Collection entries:

- Opening Delimiter -

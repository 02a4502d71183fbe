use std::sync::Arc;

use flagwise::{
    FilterRegistration, InMemoryDefinitionProvider, ManagerConfig, TargetingContext,
    TargetingFilter,
};

#[tokio::main(flavor = "current_thread")]
async fn main() {
    env_logger::init();

    // In a real application the provider would be backed by your
    // configuration system; definitions can be replaced at runtime.
    let provider = InMemoryDefinitionProvider::new();
    provider.set_definition(
        serde_json::from_value(serde_json::json!({
            "name": "new-checkout",
            "enabledFor": [{
                "name": "Targeting",
                "parameters": {
                    "audience": {
                        "users": ["alice"],
                        "groups": [{"name": "beta", "rolloutPercentage": 50.0}],
                        "defaultRolloutPercentage": 10.0
                    }
                }
            }],
            "variants": [
                {
                    "name": "wide",
                    "audience": {"defaultRolloutPercentage": 50.0},
                    "configuration": {"layout": "wide"}
                },
                {
                    "name": "classic",
                    "isDefault": true,
                    "audience": {"defaultRolloutPercentage": 100.0},
                    "configuration": {"layout": "classic"}
                }
            ]
        }))
        .unwrap(),
    );

    let manager = ManagerConfig::new(provider)
        .filter(FilterRegistration::contextual::<TargetingContext, _>(
            "Targeting",
            Arc::new(TargetingFilter::new()),
        ))
        .to_manager();

    for user in ["alice", "bob", "carol", "dave"] {
        let context = TargetingContext::new(user).group("beta");

        let enabled = manager
            .is_enabled_for("new-checkout", &context)
            .await
            .unwrap_or(false);

        let layout: serde_json::Value = manager
            .get_variant("new-checkout", &context)
            .await
            .unwrap_or_default();

        println!("{user}: enabled={enabled} layout={layout}");
    }
}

- Closing Delimiter -

[WHAT IS EXPECTED]: Return one number, the count of lines in the records holding the word "defaultRolloutPercentage".

[ANSWER TO THE EXERCISE]: 3